LAURA DENVIR STITH, C.J., PRICE, TEITELMAN, LIMBAUGH and WOLFF, JJ., and ROBB, Sp. J. concur. BRECKENRIDGE, J. not participating.
NOTES
[1] DMS is the state agency that administers Medicaid reimbursement payments to Missouri Medicaid service providers.
[2] Hospital is a psychiatric hospital that provides Medicaid-funded services to Missouri children.
[3] See section 208.153.1, RSMo 2000 (providing that DMS "shall by rule and regulation define the reasonable costs, manner, extent, quality, charges and fees" for medical assistance services). All further statutory references are to RSMo 2000, unless otherwise indicated.
[4] The Commission included an appendix to its decision that highlighted that DMS's methods for calculating "estimated Medicaid days" varied yearly between SFY 1999 and SFY 2005.
[5] The altered calculation considered actual "fee for service" days for SFY 2003, instead of relying on past "fee for service" days data.
[6] DMS sought and was paid a refunded amount by Hospital due to Hospital's reduced days. Not all providers were similarly impactedsome were credited for more estimated days and received increased payments.

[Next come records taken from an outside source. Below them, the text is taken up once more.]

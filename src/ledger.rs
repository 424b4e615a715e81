//! Per-user transactions and budgets, kept on the client.

pub mod dashboard;
pub mod store;
pub mod view;

use thiserror::Error;

use crate::storage::StorageError;

pub use dashboard::{Change, Dashboard, SubscriptionId};
pub use store::LedgerStore;
pub use view::{BudgetProgress, BudgetStatus, CategoryTotal, DashboardView, MonthlyTotals, Summary};

#[derive(Debug, Error)]
pub enum LedgerError {
    #[error(transparent)]
    Storage(#[from] StorageError),

    #[error("{kind} {id} not found")]
    NotFound { kind: &'static str, id: i64 },

    #[error("{0}")]
    Validation(&'static str),
}
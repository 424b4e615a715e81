use async_trait::async_trait;
use lettre::message::header::ContentType;
use lettre::message::Mailbox;
use lettre::transport::smtp::authentication::Credentials;
use lettre::{Address, AsyncSmtpTransport, AsyncTransport, Message, Tokio1Executor};
use thiserror::Error;

use crate::config::SmtpConfig;

const SENDER_NAME: &str = "SpendSavvy";
const RESET_SUBJECT: &str = "Password Reset - SpendSavvy";

#[derive(Debug, Error)]
pub enum MailError {
    #[error("invalid address: {0}")]
    Address(#[from] lettre::address::AddressError),

    #[error("could not build message: {0}")]
    Build(#[from] lettre::error::Error),

    #[error("smtp transport failed: {0}")]
    Transport(#[from] lettre::transport::smtp::Error),
}

#[derive(Debug, Clone, PartialEq, Eq)]
pub struct ResetEmail {
    pub to: String,
    pub name: String,
    pub link: String,
}

impl ResetEmail {
    pub fn subject(&self) -> &'static str {
        RESET_SUBJECT
    }

    pub fn html(&self) -> String {
        let greeting = if self.name.trim().is_empty() {
            &self.to
        } else {
            &self.name
        };
        let greeting = html_escape::encode_text(greeting);
        let link = html_escape::encode_double_quoted_attribute(&self.link);

        format!(
            r#"<div style="font-family:Arial;max-width:600px;margin:auto;padding:20px;border:1px solid #ddd;border-radius:10px;background:#f9f9f9;">
  <h2 style="color:#2c3e50;text-align:center;">SpendSavvy</h2>
  <p>Hello <strong>{greeting}</strong>,</p>
  <p>Click below to reset your password (expires in 1 hour):</p>
  <div style="text-align:center;margin:30px 0;">
    <a href="{link}" style="background:#3498db;color:#fff;padding:14px 32px;text-decoration:none;border-radius:6px;font-weight:bold;">Reset Password</a>
  </div>
  <p><small>If you didn't request this, ignore this email.</small></p>
</div>"#
        )
    }
}

/// Delivers password-reset links.
#[async_trait]
pub trait Mailer: Send + Sync {
    async fn send_reset_email(&self, email: &ResetEmail) -> Result<(), MailError>;
}

pub struct SmtpMailer {
    transport: AsyncSmtpTransport<Tokio1Executor>,
    from: Mailbox,
}

impl SmtpMailer {
    pub fn new(config: &SmtpConfig) -> Result<Self, MailError> {
        let credentials = Credentials::new(config.username.clone(), config.password.clone());
        let transport = AsyncSmtpTransport::<Tokio1Executor>::starttls_relay(&config.host)?
            .port(config.port)
            .credentials(credentials)
            .build();

        let address: Address = config.username.parse()?;
        let from = Mailbox::new(Some(SENDER_NAME.to_string()), address);

        Ok(Self { transport, from })
    }
}

#[async_trait]
impl Mailer for SmtpMailer {
    async fn send_reset_email(&self, email: &ResetEmail) -> Result<(), MailError> {
        let to: Address = email.to.parse()?;
        let message = Message::builder()
            .from(self.from.clone())
            .to(Mailbox::new(None, to))
            .subject(email.subject())
            .header(ContentType::TEXT_HTML)
            .body(email.html())?;

        let response = self.transport.send(message).await?;
        tracing::info!(to = %email.to, code = %response.code(), "reset email sent");

        Ok(())
    }
}

/// Used when no SMTP credentials are configured. The link only reaches the log.
pub struct LogMailer;

#[async_trait]
impl Mailer for LogMailer {
    async fn send_reset_email(&self, email: &ResetEmail) -> Result<(), MailError> {
        tracing::warn!(to = %email.to, link = %email.link, "smtp not configured, reset email not sent");
        Ok(())
    }
}
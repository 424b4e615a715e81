use actix_web::{http::StatusCode, HttpResponse, ResponseError};
use serde::Serialize;
use thiserror::Error;

#[derive(Debug, Serialize)]
pub enum AppSuccess {
    AccountCreated,
    LoggedIn,
    ResetLinkSent,
    PasswordReset,
}

impl AppSuccess {
    pub fn message(&self) -> String {
        match self {
            AppSuccess::AccountCreated => "Account created".to_string(),
            AppSuccess::LoggedIn => "Login successful".to_string(),
            // Same text whether or not the account exists.
            AppSuccess::ResetLinkSent => {
                "If that email exists, a reset link has been sent.".to_string()
            }
            AppSuccess::PasswordReset => "Password has been reset".to_string(),
        }
    }
}

#[derive(Debug, Error)]
pub enum AppError {
    #[error("validation failed: {0}")]
    Validation(&'static str),

    #[error("user already exists")]
    Conflict,

    #[error("invalid credentials")]
    InvalidCredentials,

    #[error("invalid or expired reset token")]
    InvalidResetToken,

    #[error("database error: {0}")]
    Database(#[from] sqlx::Error),

    #[error("password hashing error: {0}")]
    Hash(#[from] bcrypt::BcryptError),

    #[error("token error: {0}")]
    Token(#[from] jsonwebtoken::errors::Error),

    #[error("mail error: {0}")]
    Mail(String),

    #[error("internal error: {0}")]
    Internal(String),
}

impl AppError {
    pub fn message(&self) -> String {
        match self {
            AppError::Validation(msg) => msg.to_string(),
            AppError::Conflict => "User already exists".to_string(),
            AppError::InvalidCredentials => "Invalid credentials".to_string(),
            AppError::InvalidResetToken => "Invalid or expired token".to_string(),
            AppError::Database(_)
            | AppError::Hash(_)
            | AppError::Token(_)
            | AppError::Mail(_)
            | AppError::Internal(_) => "Something went wrong. Please try again.".to_string(),
        }
    }

    pub fn is_internal(&self) -> bool {
        matches!(
            self,
            AppError::Database(_)
                | AppError::Hash(_)
                | AppError::Token(_)
                | AppError::Mail(_)
                | AppError::Internal(_)
        )
    }
}

impl From<actix_web::error::BlockingError> for AppError {
    fn from(err: actix_web::error::BlockingError) -> Self {
        AppError::Internal(err.to_string())
    }
}

#[derive(Debug, Serialize)]
struct FailureBody {
    success: bool,
    message: String,
}

// Handled failures travel as HTTP 200; callers branch on `success`.
impl ResponseError for AppError {
    fn status_code(&self) -> StatusCode {
        StatusCode::OK
    }

    fn error_response(&self) -> HttpResponse {
        if self.is_internal() {
            tracing::error!(error = %self, "request failed");
        } else {
            tracing::debug!(error = %self, "request rejected");
        }

        HttpResponse::Ok().json(FailureBody {
            success: false,
            message: self.message(),
        })
    }
}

[7] This number was markedly different than Hospital's actual SFY 2004 numbers because Hospital had reduced its SFY 2003 operations.
[8] Sections 536.010 to 536.160, RSMo 2000, and, where amended, RSMo Supp.2006.

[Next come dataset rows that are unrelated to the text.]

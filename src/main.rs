use std::io;
use std::sync::Arc;

use actix_cors::Cors;
use actix_web::{http::header, middleware::Logger, web, App, HttpServer};
use dotenvy::dotenv;
use sqlx::postgres::PgPoolOptions;
use tracing_subscriber::EnvFilter;

use spend_savvy::config::AppConfig;
use spend_savvy::repository::PgUserStore;
use spend_savvy::routes;
use spend_savvy::services::{AuthService, LogMailer, Mailer, SmtpMailer};

#[actix_web::main]
async fn main() -> io::Result<()> {
    dotenv().ok();

    tracing_subscriber::fmt()
        .with_env_filter(EnvFilter::try_from_default_env().unwrap_or_else(|_| EnvFilter::new("info")))
        .init();

    let config = AppConfig::from_env().map_err(|e| {
        tracing::error!(error = %e, "invalid configuration");
        io::Error::other(e)
    })?;

    let pool = PgPoolOptions::new()
        .max_connections(10)
        .connect(&config.database_url)
        .await
        .map_err(|e| {
            tracing::error!(error = %e, "failed to connect to database");
            io::Error::other(e)
        })?;
    tracing::info!("connected to database");

    sqlx::migrate!("./migrations")
        .run(&pool)
        .await
        .map_err(io::Error::other)?;

    let mailer: Arc<dyn Mailer> = match &config.smtp {
        Some(smtp) => Arc::new(SmtpMailer::new(smtp).map_err(io::Error::other)?),
        None => {
            tracing::warn!("EMAIL_USER/EMAIL_PASS not set, reset links will only be logged");
            Arc::new(LogMailer)
        }
    };

    let bind = (config.host.clone(), config.port);
    let origins = config.allowed_origins.clone();
    tracing::info!(host = %bind.0, port = bind.1, frontend = %config.frontend_url, "starting server");

    let auth = web::Data::new(AuthService::new(
        Arc::new(PgUserStore::new(pool)),
        mailer,
        config,
    ));

    HttpServer::new(move || {
        let cors = origins.iter().fold(
            Cors::default()
                .allowed_methods(vec!["GET", "POST", "PUT", "DELETE"])
                .allowed_headers(vec![header::CONTENT_TYPE, header::AUTHORIZATION])
                .max_age(3600),
            |cors, origin| cors.allowed_origin(origin),
        );

        App::new()
            .wrap(cors)
            .wrap(Logger::default())
            .app_data(auth.clone())
            .configure(routes::config)
    })
    .bind(bind)?
    .run()
    .await
}
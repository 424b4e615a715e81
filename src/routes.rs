pub mod routes;

pub use routes::config;
pub mod jwt;
pub mod reset_token;
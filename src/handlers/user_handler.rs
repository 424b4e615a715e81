use actix_web::{get, post, web, HttpResponse};

use crate::message::{AppError, AppSuccess};
use crate::models::user::{ForgotPasswordRequest, LoginRequest, ResetPasswordRequest, SignupRequest};
use crate::models::{
    AuthResponse, ForgotPasswordResponse, MessageResponse, ValidateTokenResponse,
};
use crate::services::AuthService;

#[post("/signup")]
pub async fn signup(
    auth: web::Data<AuthService>,
    payload: web::Json<SignupRequest>,
) -> Result<HttpResponse, AppError> {
    let outcome = auth.signup(payload.into_inner()).await?;

    Ok(HttpResponse::Ok().json(AuthResponse {
        success: true,
        token: outcome.token,
        user: outcome.user,
        message: AppSuccess::AccountCreated.message(),
    }))
}

#[post("/login")]
pub async fn login(
    auth: web::Data<AuthService>,
    payload: web::Json<LoginRequest>,
) -> Result<HttpResponse, AppError> {
    let outcome = auth.login(payload.into_inner()).await?;

    Ok(HttpResponse::Ok().json(AuthResponse {
        success: true,
        token: outcome.token,
        user: outcome.user,
        message: AppSuccess::LoggedIn.message(),
    }))
}

#[post("/forgot-password")]
pub async fn forgot_password(
    auth: web::Data<AuthService>,
    payload: web::Json<ForgotPasswordRequest>,
) -> Result<HttpResponse, AppError> {
    let debug_link = auth.forgot_password(&payload.email).await?;

    Ok(HttpResponse::Ok().json(ForgotPasswordResponse {
        success: true,
        message: AppSuccess::ResetLinkSent.message(),
        debug_link,
    }))
}

#[get("/validate-reset-token/{token}")]
pub async fn validate_reset_token(
    auth: web::Data<AuthService>,
    path: web::Path<String>,
) -> HttpResponse {
    let token = path.into_inner();

    match auth.validate_reset_token(&token).await {
        Ok(valid) => HttpResponse::Ok().json(ValidateTokenResponse {
            success: true,
            valid,
        }),
        Err(e) => {
            tracing::error!(error = %e, "reset token lookup failed");
            HttpResponse::Ok().json(ValidateTokenResponse {
                success: false,
                valid: false,
            })
        }
    }
}

#[post("/reset-password")]
pub async fn reset_password(
    auth: web::Data<AuthService>,
    payload: web::Json<ResetPasswordRequest>,
) -> Result<HttpResponse, AppError> {
    auth.reset_password(payload.into_inner()).await?;

    Ok(HttpResponse::Ok().json(MessageResponse {
        success: true,
        message: AppSuccess::PasswordReset.message(),
    }))
}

[9] The purpose of the notice and comment procedures outlined in Missouri's rulemaking requirements is to provide information to the agency through statements of proponents and opponents to the proposed rule. NME Hospitals, Inc. v. DMS, 850 S.W.2d 71, 74 (Mo. banc 1993).
[10] The definition of "rule" was formerly in section 536.010(4), RSMo 2000, and was later renumbered and now is found in subdivision (6), but there has been no change in the definition. All further citations to this statute refer to the most recent version.
[11] DMS complains that the slow pace of the rulemaking process might inhibit necessary changes. Nothing in the rulemaking process prevents DMS from altering its "estimated Medicaid days" calculation upon its own choosing. Emergency rulemaking procedures could be utilized to expedite changes to the calculation methods as needed.